Top of Data extract
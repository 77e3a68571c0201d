//! Disk Manager - low-level file I/O for table pages.
//!
//! The [`DiskManager`] is the page store: it reads and writes whole pages at
//! fixed offsets and knows nothing about what the pages contain.

use std::fs::{File, OpenOptions};
use std::io::{Read, Seek, SeekFrom, Write};
use std::path::Path;

use tracing::trace;

use crate::common::config::PAGE_SIZE;
use crate::common::{Error, PageId, Result};
use crate::storage::page::Page;

/// Manages disk I/O for a single table file.
///
/// # File Layout
/// The table is stored as a single file with pages laid out sequentially:
/// ```text
/// ┌─────────┬─────────┬─────────┬─────────┬─────────┐
/// │ Page 0  │ Page 1  │ Page 2  │  ...    │ Page N  │
/// │ (root)  │ (4KB)   │ (4KB)   │         │ (4KB)   │
/// └─────────┴─────────┴─────────┴─────────┴─────────┘
/// Offset:  0      4096     8192    ...    N×4096
/// ```
///
/// There is no file header: the file length must be an exact multiple of
/// [`PAGE_SIZE`] and page 0 always holds the B-tree root.
///
/// # Durability
/// Writes are not individually synced. Call [`DiskManager::sync`] once the
/// batch of page writes is complete (the pager does this on close).
pub struct DiskManager {
    file: File,
    /// Number of whole pages currently in the file.
    page_count: u32,
}

impl DiskManager {
    /// Create a new table file.
    ///
    /// # Errors
    /// Returns an error if the file already exists or cannot be created.
    pub fn create<P: AsRef<Path>>(path: P) -> Result<Self> {
        let file = OpenOptions::new()
            .read(true)
            .write(true)
            .create_new(true)
            .open(path)?;

        Ok(Self {
            file,
            page_count: 0,
        })
    }

    /// Open an existing table file.
    ///
    /// # Errors
    /// - I/O errors if the file doesn't exist or cannot be opened
    /// - `Error::Corrupted` if the file length is not a whole number of pages
    pub fn open<P: AsRef<Path>>(path: P) -> Result<Self> {
        let file = OpenOptions::new().read(true).write(true).open(&path)?;

        let file_size = file.metadata()?.len();
        if file_size % PAGE_SIZE as u64 != 0 {
            return Err(Error::corrupted(format!(
                "file length {} is not a multiple of the page size {}",
                file_size, PAGE_SIZE
            )));
        }
        let page_count = u32::try_from(file_size / PAGE_SIZE as u64).map_err(|_| {
            Error::corrupted(format!("file length {} exceeds addressable pages", file_size))
        })?;

        Ok(Self { file, page_count })
    }

    /// Open an existing table file, or create if it doesn't exist.
    pub fn open_or_create<P: AsRef<Path>>(path: P) -> Result<Self> {
        if path.as_ref().exists() {
            Self::open(path)
        } else {
            Self::create(path)
        }
    }

    /// Read a page from disk.
    ///
    /// # Errors
    /// Returns `Error::Corrupted` if the page lies beyond the end of the file.
    pub fn read_page(&mut self, page_id: PageId) -> Result<Page> {
        if page_id.0 >= self.page_count {
            return Err(Error::corrupted(format!(
                "{} is beyond the end of the file ({} pages)",
                page_id, self.page_count
            )));
        }

        self.file.seek(SeekFrom::Start(page_id.file_offset()))?;

        let mut page = Page::new();
        self.file.read_exact(page.as_mut_slice())?;
        trace!(page = page_id.0, "read page");

        Ok(page)
    }

    /// Write a page to disk.
    ///
    /// Writing past the current end of the file extends it.
    pub fn write_page(&mut self, page_id: PageId, page: &Page) -> Result<()> {
        self.file.seek(SeekFrom::Start(page_id.file_offset()))?;
        self.file.write_all(page.as_slice())?;
        trace!(page = page_id.0, "wrote page");

        if page_id.0 >= self.page_count {
            self.page_count = page_id.0 + 1;
        }

        Ok(())
    }

    /// Flush file contents and metadata to stable storage.
    pub fn sync(&mut self) -> Result<()> {
        self.file.sync_all()?;
        Ok(())
    }

    /// Get the number of pages in the file.
    #[inline]
    pub fn page_count(&self) -> u32 {
        self.page_count
    }
}
//! Cursor positions and ordered row iteration.

use crate::btree::BTree;
use crate::common::{Error, PageId, Result};
use crate::row::Row;
use crate::storage::page::NodeType;

/// A position at a leaf cell.
///
/// Cursors come from [`BTree::find`] (the cell holding a key, or where it
/// would be inserted) and [`BTree::start`] (the first row). A cursor holds
/// no borrow; every operation takes the tree explicitly.
#[derive(Debug, Clone, Copy, PartialEq, Eq)]
pub struct Cursor {
    page: PageId,
    cell: usize,
    end_of_table: bool,
}

impl Cursor {
    pub(crate) fn new(page: PageId, cell: usize) -> Self {
        Self {
            page,
            cell,
            end_of_table: false,
        }
    }

    /// Leaf page the cursor points into.
    #[inline]
    pub fn page(&self) -> PageId {
        self.page
    }

    /// Cell index within the leaf.
    #[inline]
    pub fn cell(&self) -> usize {
        self.cell
    }

    /// Whether the cursor has moved past the last row.
    #[inline]
    pub fn is_end(&self) -> bool {
        self.end_of_table
    }

    /// Key at the cursor, `None` past the end of the leaf.
    pub fn key(&self, tree: &mut BTree) -> Result<Option<u32>> {
        if self.end_of_table {
            return Ok(None);
        }
        let leaf = tree.pager.page(self.page)?.leaf();
        Ok((self.cell < leaf.num_cells()).then(|| leaf.key(self.cell)))
    }

    /// Row at the cursor, `None` past the end of the leaf.
    pub fn row(&self, tree: &mut BTree) -> Result<Option<Row>> {
        if self.end_of_table {
            return Ok(None);
        }
        let leaf = tree.pager.page(self.page)?.leaf();
        if self.cell < leaf.num_cells() {
            leaf.row(self.cell).map(Some)
        } else {
            Ok(None)
        }
    }

    /// Step to the next row in key order, following the leaf chain.
    pub fn advance(&mut self, tree: &mut BTree) -> Result<()> {
        if self.end_of_table {
            return Ok(());
        }
        self.cell += 1;
        self.settle(tree)
    }

    /// Move forward until the cursor names an existing cell or the end.
    pub(crate) fn settle(&mut self, tree: &mut BTree) -> Result<()> {
        let mut hops = 0u32;
        loop {
            if tree.node_type(self.page)? != NodeType::Leaf {
                return Err(Error::corrupted(format!(
                    "{} in the leaf chain is not a leaf",
                    self.page
                )));
            }
            let leaf = tree.pager.page(self.page)?.leaf();
            if self.cell < leaf.num_cells() {
                return Ok(());
            }
            match leaf.next_leaf() {
                Some(next) => {
                    hops += 1;
                    if hops > tree.pager.num_pages() {
                        return Err(Error::corrupted("leaf chain contains a cycle"));
                    }
                    self.page = next;
                    self.cell = 0;
                }
                None => {
                    self.end_of_table = true;
                    return Ok(());
                }
            }
        }
    }
}

/// Lazy ascending iterator over every row of a tree.
///
/// Holds the tree mutably for its lifetime, so the tree cannot change
/// underneath it. Created by [`BTree::rows`]. After an error the iterator
/// yields `None`.
pub struct Rows<'a> {
    tree: &'a mut BTree,
    cursor: Option<Cursor>,
    done: bool,
}

impl<'a> Rows<'a> {
    pub(crate) fn new(tree: &'a mut BTree) -> Self {
        Self {
            tree,
            cursor: None,
            done: false,
        }
    }

    fn step(&mut self) -> Result<Option<Row>> {
        let mut cursor = match self.cursor {
            Some(cursor) => cursor,
            None => self.tree.start()?,
        };

        let row = cursor.row(self.tree)?;
        cursor.advance(self.tree)?;
        self.cursor = Some(cursor);
        Ok(row)
    }
}

impl Iterator for Rows<'_> {
    type Item = Result<Row>;

    fn next(&mut self) -> Option<Self::Item> {
        if self.done {
            return None;
        }
        match self.step() {
            Ok(Some(row)) => Some(Ok(row)),
            Ok(None) => {
                self.done = true;
                None
            }
            Err(e) => {
                self.done = true;
                Some(Err(e))
            }
        }
    }
}

#[cfg(test)]
mod tests {
    use super::*;
    use crate::btree::layout::{LEAF_NODE_LEFT_SPLIT_COUNT, LEAF_NODE_MAX_CELLS};
    use crate::btree::test_util::*;

    #[test]
    fn test_advance_crosses_leaves() {
        let (mut tree, _dir) = create_test_tree(64);
        let count = LEAF_NODE_MAX_CELLS as u32 * 3;
        for id in 1..=count {
            tree.insert(&row(id)).unwrap();
        }

        let mut cursor = tree.start().unwrap();
        let first_page = cursor.page();
        let mut seen = Vec::new();
        while !cursor.is_end() {
            seen.push(cursor.key(&mut tree).unwrap().unwrap());
            cursor.advance(&mut tree).unwrap();
        }

        assert_eq!(seen, (1..=count).collect::<Vec<_>>());
        assert_ne!(cursor.page(), first_page);
        assert_eq!(cursor.row(&mut tree).unwrap(), None);
    }

    #[test]
    fn test_advance_at_end_is_noop() {
        let (mut tree, _dir) = create_test_tree(16);
        tree.insert(&row(1)).unwrap();

        let mut cursor = tree.start().unwrap();
        cursor.advance(&mut tree).unwrap();
        assert!(cursor.is_end());

        let before = cursor;
        cursor.advance(&mut tree).unwrap();
        assert_eq!(cursor, before);
    }

    #[test]
    fn test_settle_past_last_leaf_reaches_end() {
        let (mut tree, _dir) = create_test_tree(16);
        for id in 1..=(LEAF_NODE_MAX_CELLS as u32 + 1) {
            tree.insert(&row(id * 10)).unwrap();
        }

        // Larger than every key: one past the last cell of the last leaf.
        let mut cursor = tree.find(1000).unwrap();
        assert_eq!(cursor.key(&mut tree).unwrap(), None);
        assert!(!cursor.is_end());
        cursor.settle(&mut tree).unwrap();
        assert!(cursor.is_end());
    }

    #[test]
    fn test_rows_stops_after_error() {
        let (mut tree, _dir) = create_test_tree(16);
        for id in 1..=3 {
            tree.insert(&row(id)).unwrap();
        }
        // Corrupt the username of the second row.
        let value = crate::btree::layout::LEAF_NODE_HEADER_SIZE
            + crate::btree::layout::LEAF_NODE_CELL_SIZE
            + crate::btree::layout::LEAF_NODE_VALUE_OFFSET
            + 4;
        tree.pager
            .page_mut(PageId::ROOT)
            .unwrap()
            .as_mut_slice()[value] = 0xFF;

        let results: Vec<_> = tree.rows().collect();
        assert_eq!(results.len(), 2);
        assert!(results[0].is_ok());
        assert!(results[1].is_err());
    }

    #[test]
    fn test_settle_rejects_corrupt_next_leaf() {
        let (mut tree, _dir) = create_test_tree(16);
        for id in 1..=(LEAF_NODE_MAX_CELLS as u32 + 1) {
            tree.insert(&row(id)).unwrap();
        }
        let first = tree.start().unwrap().page;

        // A leaf claiming more cells than fit in a page.
        let bogus = tree.pager.allocate_page().unwrap();
        let mut leaf = tree.pager.page_mut(bogus).unwrap().leaf_mut();
        leaf.initialize();
        leaf.set_num_cells(1000);
        tree.pager
            .page_mut(first)
            .unwrap()
            .leaf_mut()
            .set_next_leaf(Some(bogus));

        let results: Vec<_> = tree.rows().collect();
        let (last, rest) = results.split_last().unwrap();
        assert!(rest.iter().all(|r| r.is_ok()));
        assert!(matches!(last, Err(Error::Corrupted(_))));
    }

    #[test]
    fn test_settle_rejects_internal_page_in_chain() {
        let (mut tree, _dir) = create_test_tree(16);
        for id in 1..=(LEAF_NODE_MAX_CELLS as u32 + 1) {
            tree.insert(&row(id)).unwrap();
        }
        let mut cursor = tree.start().unwrap();
        tree.pager
            .page_mut(cursor.page)
            .unwrap()
            .leaf_mut()
            .set_next_leaf(Some(PageId::ROOT));

        for _ in 1..LEAF_NODE_LEFT_SPLIT_COUNT {
            cursor.advance(&mut tree).unwrap();
        }
        assert!(matches!(cursor.advance(&mut tree), Err(Error::Corrupted(_))));
    }
}
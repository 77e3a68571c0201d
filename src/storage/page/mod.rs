//! Page types and layout.
//!
//! This module contains:
//! - [`Page`] - The raw 4KB data container
//! - [`NodeHeader`] - The 6-byte header at the start of every node page
//! - [`NodeType`] - Discriminator between leaf and internal nodes

mod node_header;
#[allow(clippy::module_inception)]
mod page;

pub use node_header::{NodeHeader, NodeType};
pub use page::Page;
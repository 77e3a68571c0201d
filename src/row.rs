//! Fixed-width table rows.

use std::fmt;

use crate::common::{Error, Result};

/// Maximum username length in bytes.
pub const USERNAME_MAX_LEN: usize = 32;

/// Maximum email length in bytes.
pub const EMAIL_MAX_LEN: usize = 255;

const ID_SIZE: usize = std::mem::size_of::<u32>();
const ID_OFFSET: usize = 0;
const USERNAME_OFFSET: usize = ID_OFFSET + ID_SIZE;
const EMAIL_OFFSET: usize = USERNAME_OFFSET + USERNAME_MAX_LEN;

/// Serialized size of a row in bytes.
///
/// # Layout (291 bytes)
/// ```text
/// Offset  Size  Field
/// ------  ----  -----
/// 0       4     id (little-endian)
/// 4       32    username (UTF-8, NUL-padded)
/// 36      255   email (UTF-8, NUL-padded)
/// ```
pub const ROW_SIZE: usize = EMAIL_OFFSET + EMAIL_MAX_LEN;

/// One table row. `id` is the B-tree key.
///
/// # Example
/// ```
/// use tinytable::Row;
///
/// let row = Row::new(1, "alice", "alice@example.com").unwrap();
/// assert_eq!(row.username(), "alice");
///
/// assert!(Row::new(2, "x".repeat(33), "x@example.com").is_err());
/// ```
#[derive(Debug, Clone, PartialEq, Eq)]
pub struct Row {
    id: u32,
    username: String,
    email: String,
}

impl Row {
    /// Create a row, checking that each string fits its slot.
    ///
    /// # Errors
    /// - `Error::FieldTooLong` if `username` exceeds [`USERNAME_MAX_LEN`] bytes
    ///   or `email` exceeds [`EMAIL_MAX_LEN`] bytes
    pub fn new(id: u32, username: impl Into<String>, email: impl Into<String>) -> Result<Self> {
        let username = username.into();
        let email = email.into();

        check_len("username", &username, USERNAME_MAX_LEN)?;
        check_len("email", &email, EMAIL_MAX_LEN)?;

        Ok(Self {
            id,
            username,
            email,
        })
    }

    #[inline]
    pub fn id(&self) -> u32 {
        self.id
    }

    #[inline]
    pub fn username(&self) -> &str {
        &self.username
    }

    #[inline]
    pub fn email(&self) -> &str {
        &self.email
    }

    /// Write this row into a value slot.
    ///
    /// # Panics
    /// Panics if `dst.len() < ROW_SIZE`.
    pub fn serialize(&self, dst: &mut [u8]) {
        let dst = &mut dst[..ROW_SIZE];
        dst.fill(0);
        dst[ID_OFFSET..ID_OFFSET + ID_SIZE].copy_from_slice(&self.id.to_le_bytes());
        dst[USERNAME_OFFSET..USERNAME_OFFSET + self.username.len()]
            .copy_from_slice(self.username.as_bytes());
        dst[EMAIL_OFFSET..EMAIL_OFFSET + self.email.len()].copy_from_slice(self.email.as_bytes());
    }

    /// Read a row out of a value slot.
    ///
    /// # Errors
    /// - `Error::Corrupted` if a string field is not valid UTF-8
    ///
    /// # Panics
    /// Panics if `src.len() < ROW_SIZE`.
    pub fn deserialize(src: &[u8]) -> Result<Self> {
        let id = u32::from_le_bytes([
            src[ID_OFFSET],
            src[ID_OFFSET + 1],
            src[ID_OFFSET + 2],
            src[ID_OFFSET + 3],
        ]);
        let username = read_padded("username", &src[USERNAME_OFFSET..EMAIL_OFFSET])?;
        let email = read_padded("email", &src[EMAIL_OFFSET..ROW_SIZE])?;

        Ok(Self {
            id,
            username,
            email,
        })
    }
}

impl fmt::Display for Row {
    fn fmt(&self, f: &mut fmt::Formatter<'_>) -> fmt::Result {
        write!(f, "({}, {}, {})", self.id, self.username, self.email)
    }
}

fn check_len(field: &'static str, value: &str, max: usize) -> Result<()> {
    if value.len() > max {
        return Err(Error::FieldTooLong {
            field,
            len: value.len(),
            max,
        });
    }
    Ok(())
}

fn read_padded(field: &str, bytes: &[u8]) -> Result<String> {
    let end = bytes.iter().position(|&b| b == 0).unwrap_or(bytes.len());
    String::from_utf8(bytes[..end].to_vec())
        .map_err(|_| Error::corrupted(format!("{} is not valid UTF-8", field)))
}
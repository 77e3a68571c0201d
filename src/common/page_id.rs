//! Page identifier type.

use std::fmt;

/// Identifies a page in the table file.
///
/// Page N lives at file offset `N × PAGE_SIZE`. Page numbers are handed out
/// in increasing order and never reused.
///
/// # Example
/// ```
/// use tinytable::PageId;
///
/// let page_id = PageId::new(42);
/// assert!(page_id.is_valid());
/// assert_eq!(page_id.0, 42);
/// ```
#[derive(Debug, Clone, Copy, PartialEq, Eq, Hash, PartialOrd, Ord)]
pub struct PageId(pub u32);

impl PageId {
    /// Invalid/sentinel page ID.
    ///
    /// Stored in an internal node's right-child slot before it is set.
    pub const INVALID: PageId = PageId(u32::MAX);

    /// The root page. Root promotion rewrites it in place, so it never moves.
    pub const ROOT: PageId = PageId(0);

    /// Create a new PageId.
    #[inline]
    pub fn new(id: u32) -> Self {
        PageId(id)
    }

    /// Check if this page ID is valid (not the sentinel value).
    #[inline]
    pub fn is_valid(&self) -> bool {
        *self != Self::INVALID
    }

    /// Byte offset of this page in the table file.
    #[inline]
    pub fn file_offset(&self) -> u64 {
        (self.0 as u64) * (crate::common::config::PAGE_SIZE as u64)
    }
}

impl fmt::Display for PageId {
    fn fmt(&self, f: &mut fmt::Formatter<'_>) -> fmt::Result {
        if *self == Self::INVALID {
            write!(f, "Page(INVALID)")
        } else {
            write!(f, "Page({})", self.0)
        }
    }
}

#[cfg(test)]
mod tests {
    use super::*;

    #[test]
    fn test_page_id_new() {
        let pid = PageId::new(42);
        assert_eq!(pid.0, 42);
        assert!(pid.is_valid());
    }

    #[test]
    fn test_page_id_invalid() {
        assert!(!PageId::INVALID.is_valid());
        assert_eq!(PageId::INVALID.0, u32::MAX);
        assert!(PageId::ROOT.is_valid());
    }

    #[test]
    fn test_file_offset() {
        assert_eq!(PageId::new(0).file_offset(), 0);
        assert_eq!(PageId::new(3).file_offset(), 3 * 4096);
    }

    #[test]
    fn test_page_id_display() {
        assert_eq!(format!("{}", PageId::new(42)), "Page(42)");
        assert_eq!(format!("{}", PageId::INVALID), "Page(INVALID)");
    }
}
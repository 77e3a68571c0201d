//! Common types and utilities shared across tinytable.
//!
//! - Configuration constants and [`TableConfig`](config::TableConfig)
//! - Error types
//! - [`PageId`]

pub mod config;
pub mod error;
mod page_id;

pub use error::{Error, ErrorKind, Result};
pub use page_id::PageId;
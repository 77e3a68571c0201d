//! Pager statistics tracking.

use std::fmt;
use std::ops::AddAssign;

/// Counters maintained by the [`Pager`](super::Pager).
///
/// The pager is owned by a single table and mutated through `&mut self`, so
/// the counters are plain integers.
///
/// # Example
/// ```
/// use tinytable::PagerStats;
///
/// let stats = PagerStats {
///     cache_hits: 7,
///     cache_misses: 3,
///     ..PagerStats::default()
/// };
/// assert_eq!(stats.hit_rate(), 0.7);
/// ```
#[derive(Debug, Default, Clone, Copy, PartialEq, Eq)]
pub struct PagerStats {
    /// Number of page lookups served from the cache.
    pub cache_hits: u64,

    /// Number of page lookups that had to populate a cache entry.
    pub cache_misses: u64,

    /// Number of pages read from disk.
    pub pages_read: u64,

    /// Number of pages written to disk.
    pub pages_written: u64,

    /// Number of page numbers handed out by `allocate_page`.
    pub pages_allocated: u64,
}

impl PagerStats {
    /// Calculate cache hit rate (0.0 to 1.0).
    pub fn hit_rate(&self) -> f64 {
        let total = self.cache_hits + self.cache_misses;
        if total == 0 {
            0.0
        } else {
            self.cache_hits as f64 / total as f64
        }
    }
}

impl AddAssign for PagerStats {
    fn add_assign(&mut self, other: Self) {
        self.cache_hits += other.cache_hits;
        self.cache_misses += other.cache_misses;
        self.pages_read += other.pages_read;
        self.pages_written += other.pages_written;
        self.pages_allocated += other.pages_allocated;
    }
}

impl fmt::Display for PagerStats {
    fn fmt(&self, f: &mut fmt::Formatter<'_>) -> fmt::Result {
        write!(
            f,
            "Stats {{ hits: {}, misses: {}, read: {}, written: {}, allocated: {}, \
             hit_rate: {:.2}% }}",
            self.cache_hits,
            self.cache_misses,
            self.pages_read,
            self.pages_written,
            self.pages_allocated,
            self.hit_rate() * 100.0
        )
    }
}
//! Configuration for tinytable.
//!
//! Layout constants live here and in [`crate::btree::layout`]. Runtime knobs
//! are grouped in [`TableConfig`].

/// Size of a page in bytes (4KB).
///
/// Every node occupies exactly one page, and the database file is a flat
/// sequence of pages: page N lives at file offset `N × PAGE_SIZE`.
pub const PAGE_SIZE: usize = 4096;

/// Default maximum number of pages a table may address.
///
/// The page cache grows on demand, so this is a bound rather than a
/// preallocation. At 13 rows per leaf it allows well over 20,000 rows.
pub const DEFAULT_MAX_PAGES: u32 = 4096;

/// Runtime configuration for opening a [`Table`](crate::Table).
///
/// # Example
/// ```
/// use tinytable::TableConfig;
///
/// let config = TableConfig::default().with_max_pages(64);
/// assert_eq!(config.max_pages, 64);
/// ```
#[derive(Debug, Clone, Copy, PartialEq, Eq)]
pub struct TableConfig {
    /// Upper bound on page numbers the pager will hand out.
    ///
    /// Touching page `max_pages` or beyond fails with
    /// [`Error::PageOutOfBounds`](crate::Error::PageOutOfBounds).
    pub max_pages: u32,
}

impl TableConfig {
    /// Set the page capacity.
    pub fn with_max_pages(mut self, max_pages: u32) -> Self {
        self.max_pages = max_pages;
        self
    }
}

impl Default for TableConfig {
    fn default() -> Self {
        Self {
            max_pages: DEFAULT_MAX_PAGES,
        }
    }
}

#[cfg(test)]
mod tests {
    use super::*;

    #[test]
    fn test_page_size_is_power_of_two() {
        assert!(PAGE_SIZE.is_power_of_two());
        assert_eq!(PAGE_SIZE, 4096);
    }

    #[test]
    fn test_default_config() {
        let config = TableConfig::default();
        assert_eq!(config.max_pages, DEFAULT_MAX_PAGES);
        assert_eq!(config.with_max_pages(8).max_pages, 8);
    }
}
Bottom of Data extract
Work order: Since only the number is needed, state how many lines of the listing contain the word "NodeType".

Output of the exercise: 4